▶ **WHAT TO DO**
The required lines are those that contain "format"; pull them out of the data and copy them.

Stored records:
┌────────
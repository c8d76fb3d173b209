use sea_orm_migration::prelude::*;

use super::matches::Matches;

pub struct Migration;

impl MigrationName for Migration {
    fn name(&self) -> &str {
        "match_players_migration"
    }
}

#[async_trait::async_trait]
impl MigrationTrait for Migration {
    async fn up(&self, manager: &SchemaManager) -> Result<(), DbErr> {
        manager
            .create_table(
                Table::create()
                    .table(MatchPlayers::Table)
                    .if_not_exists()
                    .col(
                        ColumnDef::new(MatchPlayers::Id)
                            .integer()
                            .not_null()
                            .auto_increment()
                            .primary_key(),
                    )
                    .col(ColumnDef::new(MatchPlayers::MatchId).string_len(128).not_null())
                    .col(ColumnDef::new(MatchPlayers::PlayerId).string_len(128).not_null())
                    .col(ColumnDef::new(MatchPlayers::Role).string_len(16).not_null())
                    .foreign_key(
                        ForeignKey::create()
                            .name("fk-match_players-match_id")
                            .from(MatchPlayers::Table, MatchPlayers::MatchId)
                            .to(Matches::Table, Matches::Id)
                            .on_delete(ForeignKeyAction::Cascade),
                    )
                    .to_owned(),
            )
            .await?;

        manager
            .create_index(
                Index::create()
                    .name("idx-match_players-match_player")
                    .table(MatchPlayers::Table)
                    .col(MatchPlayers::MatchId)
                    .col(MatchPlayers::PlayerId)
                    .unique()
                    .to_owned(),
            )
            .await?;

        Ok(())
    }

    async fn down(&self, manager: &SchemaManager) -> Result<(), DbErr> {
        manager
            .drop_table(Table::drop().table(MatchPlayers::Table).to_owned())
            .await
    }
}

#[derive(Iden)]
pub(crate) enum MatchPlayers {
    Table,
    Id,
    MatchId,
    PlayerId,
    Role,
}
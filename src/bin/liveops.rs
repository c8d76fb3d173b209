use std::path::PathBuf;
use std::sync::Arc;

use anyhow::bail;
use anyhow::Context;
use clap::Parser;
use clap::Subcommand;
use liveops_analytics::config::Config;
use liveops_analytics::driver::DatabaseDriver;
use liveops_analytics::prelude::*;
use serde::Serialize;
use tracing::info;
use tracing_subscriber::layer::SubscriberExt;
use tracing_subscriber::util::SubscriberInitExt;

#[derive(Debug, Parser)]
#[clap(about, version, author, name = "liveops")]
struct Cli {
    #[command(flatten)]
    config: Config,

    #[command(subcommand)]
    command: Command,
}

#[derive(Debug, Subcommand)]
enum Command {
    /// Create or upgrade the record store schema.
    Migrate,
    /// Submit matches from a JSON file holding one match or an array of them.
    Ingest {
        #[clap(long, short)]
        file: PathBuf,
    },
    /// Killer win rate, over all matches or over the last `--days`.
    Winrate {
        #[clap(long)]
        days: Option<u32>,
    },
    /// Average match duration.
    Duration,
    /// Perk pick counts.
    Perks,
    /// Time-bucketed win rate or perk usage.
    Series {
        /// Either `winrate` or `perks`.
        #[clap(long, default_value = "winrate")]
        metric: String,
        /// Either `hour` or `day`.
        #[clap(long, default_value = "day")]
        interval: String,
        #[clap(long, default_value_t = 7)]
        days: u32,
    },
}

#[derive(serde::Deserialize)]
#[serde(untagged)]
enum Submission {
    One(NewMatch),
    Many(Vec<NewMatch>),
}

fn setup_tracing(config: &Config) -> anyhow::Result<()> {
    let filter = match config.log_filter() {
        Some(directives) => tracing_subscriber::EnvFilter::try_new(directives)?,
        None => tracing_subscriber::EnvFilter::try_from_default_env()
            .unwrap_or_else(|_| tracing_subscriber::EnvFilter::new("info")),
    };

    tracing_subscriber::registry()
        .with(filter)
        .with(tracing_subscriber::fmt::layer().with_writer(std::io::stderr))
        .try_init()?;

    Ok(())
}

#[cfg(feature = "sqlite")]
async fn open_sqlite(url: &str) -> anyhow::Result<Box<dyn DatabaseDriver>> {
    Ok(Box::new(liveops_analytics::driver::sqlite::Sqlite::open(url).await?))
}

#[cfg(not(feature = "sqlite"))]
async fn open_sqlite(_url: &str) -> anyhow::Result<Box<dyn DatabaseDriver>> {
    bail!("SQLite support is not compiled in; rebuild with the 'sqlite' feature")
}

#[cfg(feature = "pg")]
async fn open_pg(url: &str) -> anyhow::Result<Box<dyn DatabaseDriver>> {
    Ok(Box::new(liveops_analytics::driver::pg::Pg::connect(url).await?))
}

#[cfg(not(feature = "pg"))]
async fn open_pg(_url: &str) -> anyhow::Result<Box<dyn DatabaseDriver>> {
    bail!("PostgreSQL support is not compiled in; rebuild with the 'pg' feature")
}

async fn connect(url: &str) -> anyhow::Result<Box<dyn DatabaseDriver>> {
    let driver = if url.starts_with("sqlite:") {
        open_sqlite(url).await?
    }
    else if url.starts_with("postgres:") || url.starts_with("postgresql:") {
        open_pg(url).await?
    }
    else {
        bail!("unsupported database URL '{url}'")
    };

    driver.configure().await?;
    info!(driver = driver.name(), "record store connected");
    Ok(driver)
}

fn print<T: Serialize>(value: &T) -> anyhow::Result<()> {
    println!("{}", serde_json::to_string_pretty(value)?);
    Ok(())
}

async fn run<C: AnalyticsCache>(cli: &Cli, store: Arc<SeaOrmStore>, cache: Arc<C>) -> anyhow::Result<()> {
    let config = &cli.config;
    let analytics = Analytics::builder()
        .store(Arc::clone(&store))
        .cache(cache)
        .ttl_policy(config.ttl_policy())
        .cache_timeout(config.cache_timeout())
        .build()?;

    match &cli.command {
        Command::Migrate => {
            store.migrate().await?;
            info!("schema is up to date");
        }
        Command::Ingest { file } => {
            let raw = std::fs::read_to_string(file).with_context(|| format!("reading {}", file.display()))?;
            let matches = match serde_json::from_str(&raw)? {
                Submission::One(m) => vec![m],
                Submission::Many(many) => many,
            };

            let ingest = MatchIngest::new(store, analytics.invalidator());
            for new_match in matches {
                let ingested = ingest.ingest(new_match).await?;
                // A one-shot process must not exit before its invalidation task finishes.
                ingested.invalidation.await?;
                println!("{} {}", ingested.match_id, ingested.created_at.to_rfc3339());
            }
        }
        Command::Winrate { days } => match days {
            Some(days) => print(&analytics.recent_win_rate(*days).await?.rounded())?,
            None => print(&analytics.killer_win_rate().await?.rounded())?,
        },
        Command::Duration => print(&analytics.average_duration().await?.rounded())?,
        Command::Perks => print(&analytics.perk_pick_rates().await?)?,
        Command::Series { metric, interval, days } => {
            let interval = BucketInterval::parse(interval)?;
            match metric.as_str() {
                "winrate" => {
                    let series = analytics.win_rate_timeseries(interval, *days).await?;
                    print(&series.iter().map(WinRatePoint::rounded).collect::<Vec<_>>())?
                }
                "perks" => print(&analytics.perk_usage_timeseries(interval, *days).await?)?,
                other => bail!("unknown series metric '{other}'"),
            }
        }
    }

    Ok(())
}

#[tokio::main]
async fn main() -> anyhow::Result<()> {
    let cli = Cli::parse();
    setup_tracing(&cli.config)?;
    cli.config.check()?;

    let driver = connect(&cli.config.database_url()).await?;
    let store = Arc::new(SeaOrmStore::from_driver(driver.as_ref()));

    match cli.config.redis_url() {
        #[cfg(feature = "redis")]
        Some(url) => {
            let cache = Arc::new(liveops_analytics::backend::RedisCache::connect(&url).await?);
            run(&cli, store, cache).await
        }
        #[cfg(not(feature = "redis"))]
        Some(_) => bail!("Redis support is not compiled in; rebuild with the 'redis' feature"),
        None => {
            let cache = Arc::new(
                MemoryCache::builder()
                    .name("liveops")
                    .max_capacity(cli.config.cache_capacity())
                    .build()?,
            );
            run(&cli, store, cache).await
        }
    }
}
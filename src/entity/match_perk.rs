use sea_orm::entity::prelude::*;
use serde::Deserialize;
use serde::Serialize;

/// One perk slot of one player. A perk listed twice by the same player is stored twice.
#[derive(Clone, Debug, PartialEq, DeriveEntityModel, Serialize, Deserialize)]
#[serde(deny_unknown_fields)]
#[sea_orm(table_name = "match_perks")]
pub struct Model {
    #[sea_orm(primary_key)]
    pub id:        i32,
    // Denormalized from the player row so per-match scans skip a join.
    pub match_id:  String,
    pub player_id: i32,
    pub slot:      i32,
    #[sea_orm(indexed)]
    pub perk:      String,
}

#[derive(Copy, Clone, Debug, EnumIter, DeriveRelation)]
pub enum Relation {
    #[sea_orm(
        belongs_to = "super::match_record::Entity",
        from = "Column::MatchId",
        to = "super::match_record::Column::Id"
    )]
    Match,
    #[sea_orm(
        belongs_to = "super::match_player::Entity",
        from = "Column::PlayerId",
        to = "super::match_player::Column::Id"
    )]
    Player,
}

impl ActiveModelBehavior for ActiveModel {}
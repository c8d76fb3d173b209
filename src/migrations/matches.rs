use sea_orm_migration::prelude::*;

pub struct Migration;

impl MigrationName for Migration {
    fn name(&self) -> &str {
        "matches_migration"
    }
}

#[async_trait::async_trait]
impl MigrationTrait for Migration {
    async fn up(&self, manager: &SchemaManager) -> Result<(), DbErr> {
        manager
            .create_table(
                Table::create()
                    .table(Matches::Table)
                    .if_not_exists()
                    .col(ColumnDef::new(Matches::Id).string_len(128).not_null().primary_key())
                    .col(ColumnDef::new(Matches::DurationSeconds).integer().not_null())
                    .col(ColumnDef::new(Matches::KillerWin).boolean().not_null())
                    .col(ColumnDef::new(Matches::CreatedAt).timestamp_with_time_zone().not_null())
                    .to_owned(),
            )
            .await?;

        manager
            .create_index(
                Index::create()
                    .name("idx-matches-created_at")
                    .table(Matches::Table)
                    .col(Matches::CreatedAt)
                    .to_owned(),
            )
            .await?;

        Ok(())
    }

    async fn down(&self, manager: &SchemaManager) -> Result<(), DbErr> {
        manager.drop_table(Table::drop().table(Matches::Table).to_owned()).await
    }
}

#[derive(Iden)]
pub(crate) enum Matches {
    Table,
    Id,
    DurationSeconds,
    KillerWin,
    CreatedAt,
}
//! Match ingestion gate.
//!
//! A submitted match is validated, persisted in a single store transaction, and only then is the write-invalidation
//! path signalled. The caller gets its acknowledgement without waiting for the invalidation to finish.
use std::collections::HashSet;
use std::sync::Arc;

use chrono::DateTime;
use chrono::Utc;
use garde::Validate;
use serde::Deserialize;
use serde::Serialize;
use tokio::task::JoinHandle;
use tracing::info;
use tracing::instrument;

use crate::invalidation::Invalidator;
use crate::traits::AnalyticsCache;
use crate::traits::RecordStore;
use crate::types::Result;
use crate::types::Role;

pub const PLAYERS_PER_MATCH: usize = 5;
pub const SURVIVORS_PER_MATCH: usize = 4;
pub const MAX_PERKS: usize = 4;

#[derive(Debug, Clone, PartialEq, Eq, Serialize, Deserialize, Validate)]
#[serde(deny_unknown_fields)]
pub struct NewPlayer {
    #[garde(length(min = 1, max = 128))]
    pub player_id:  String,
    #[garde(skip)]
    pub role:       Role,
    #[garde(length(max = 4), inner(length(min = 1)))]
    #[serde(default)]
    pub perks_used: Vec<String>,
}

#[derive(Debug, Clone, PartialEq, Eq, Serialize, Deserialize, Validate)]
#[serde(deny_unknown_fields)]
pub struct NewMatch {
    #[garde(length(min = 1, max = 128))]
    pub match_id:         String,
    #[garde(range(min = 1))]
    pub duration_seconds: i32,
    #[garde(skip)]
    pub killer_win:       bool,
    #[garde(dive, custom(roster))]
    pub players:          Vec<NewPlayer>,
}

// One killer, four survivors, no player twice.
#[allow(clippy::ptr_arg)]
fn roster(players: &Vec<NewPlayer>, _ctx: &()) -> garde::Result {
    if players.len() != PLAYERS_PER_MATCH {
        return Err(garde::Error::new(format!(
            "a match has exactly {PLAYERS_PER_MATCH} players, got {}",
            players.len()
        )));
    }

    let killers = players.iter().filter(|p| p.role == Role::Killer).count();
    let survivors = players.len() - killers;
    if killers != 1 || survivors != SURVIVORS_PER_MATCH {
        return Err(garde::Error::new(format!(
            "expected 1 killer and {SURVIVORS_PER_MATCH} survivors, got {killers} and {survivors}"
        )));
    }

    let mut seen = HashSet::with_capacity(players.len());
    if let Some(dup) = players.iter().find(|p| !seen.insert(p.player_id.as_str())) {
        return Err(garde::Error::new(format!("player '{}' appears twice", dup.player_id)));
    }

    Ok(())
}

/// Acknowledgement of a committed match.
#[derive(Debug)]
pub struct Ingested {
    pub match_id:     String,
    pub created_at:   DateTime<Utc>,
    /// The detached invalidation task. Dropping the handle does not cancel it.
    pub invalidation: JoinHandle<()>,
}

pub struct MatchIngest<S, C>
where
    S: RecordStore,
    C: AnalyticsCache,
{
    store:       Arc<S>,
    invalidator: Invalidator<C>,
}

impl<S, C> MatchIngest<S, C>
where
    S: RecordStore,
    C: AnalyticsCache,
{
    pub fn new(store: Arc<S>, invalidator: Invalidator<C>) -> Self {
        Self { store, invalidator }
    }

    /// Validate and persist a match, then submit cache invalidation in the background.
    ///
    /// A rejected or failed write never triggers invalidation. Invalidation outcome never affects the result.
    #[instrument(level = "debug", skip(self, new_match), fields(match_id = %new_match.match_id))]
    pub async fn ingest(&self, new_match: NewMatch) -> Result<Ingested> {
        new_match.validate()?;

        let created_at = Utc::now();
        self.store.insert_match(&new_match, created_at).await?;
        info!(match_id = %new_match.match_id, "match committed");

        Ok(Ingested {
            match_id: new_match.match_id,
            created_at,
            invalidation: self.invalidator.spawn(),
        })
    }
}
└────────
▶ **OUTPUT OF THE EXERCISE**
            let raw = std::fs::read_to_string(file).with_context(|| format!("reading {}", file.display()))?;
        return Err(garde::Error::new(format!(
        return Err(garde::Error::new(format!(
        return Err(garde::Error::new(format!("player '{}' appears twice", dup.player_id)));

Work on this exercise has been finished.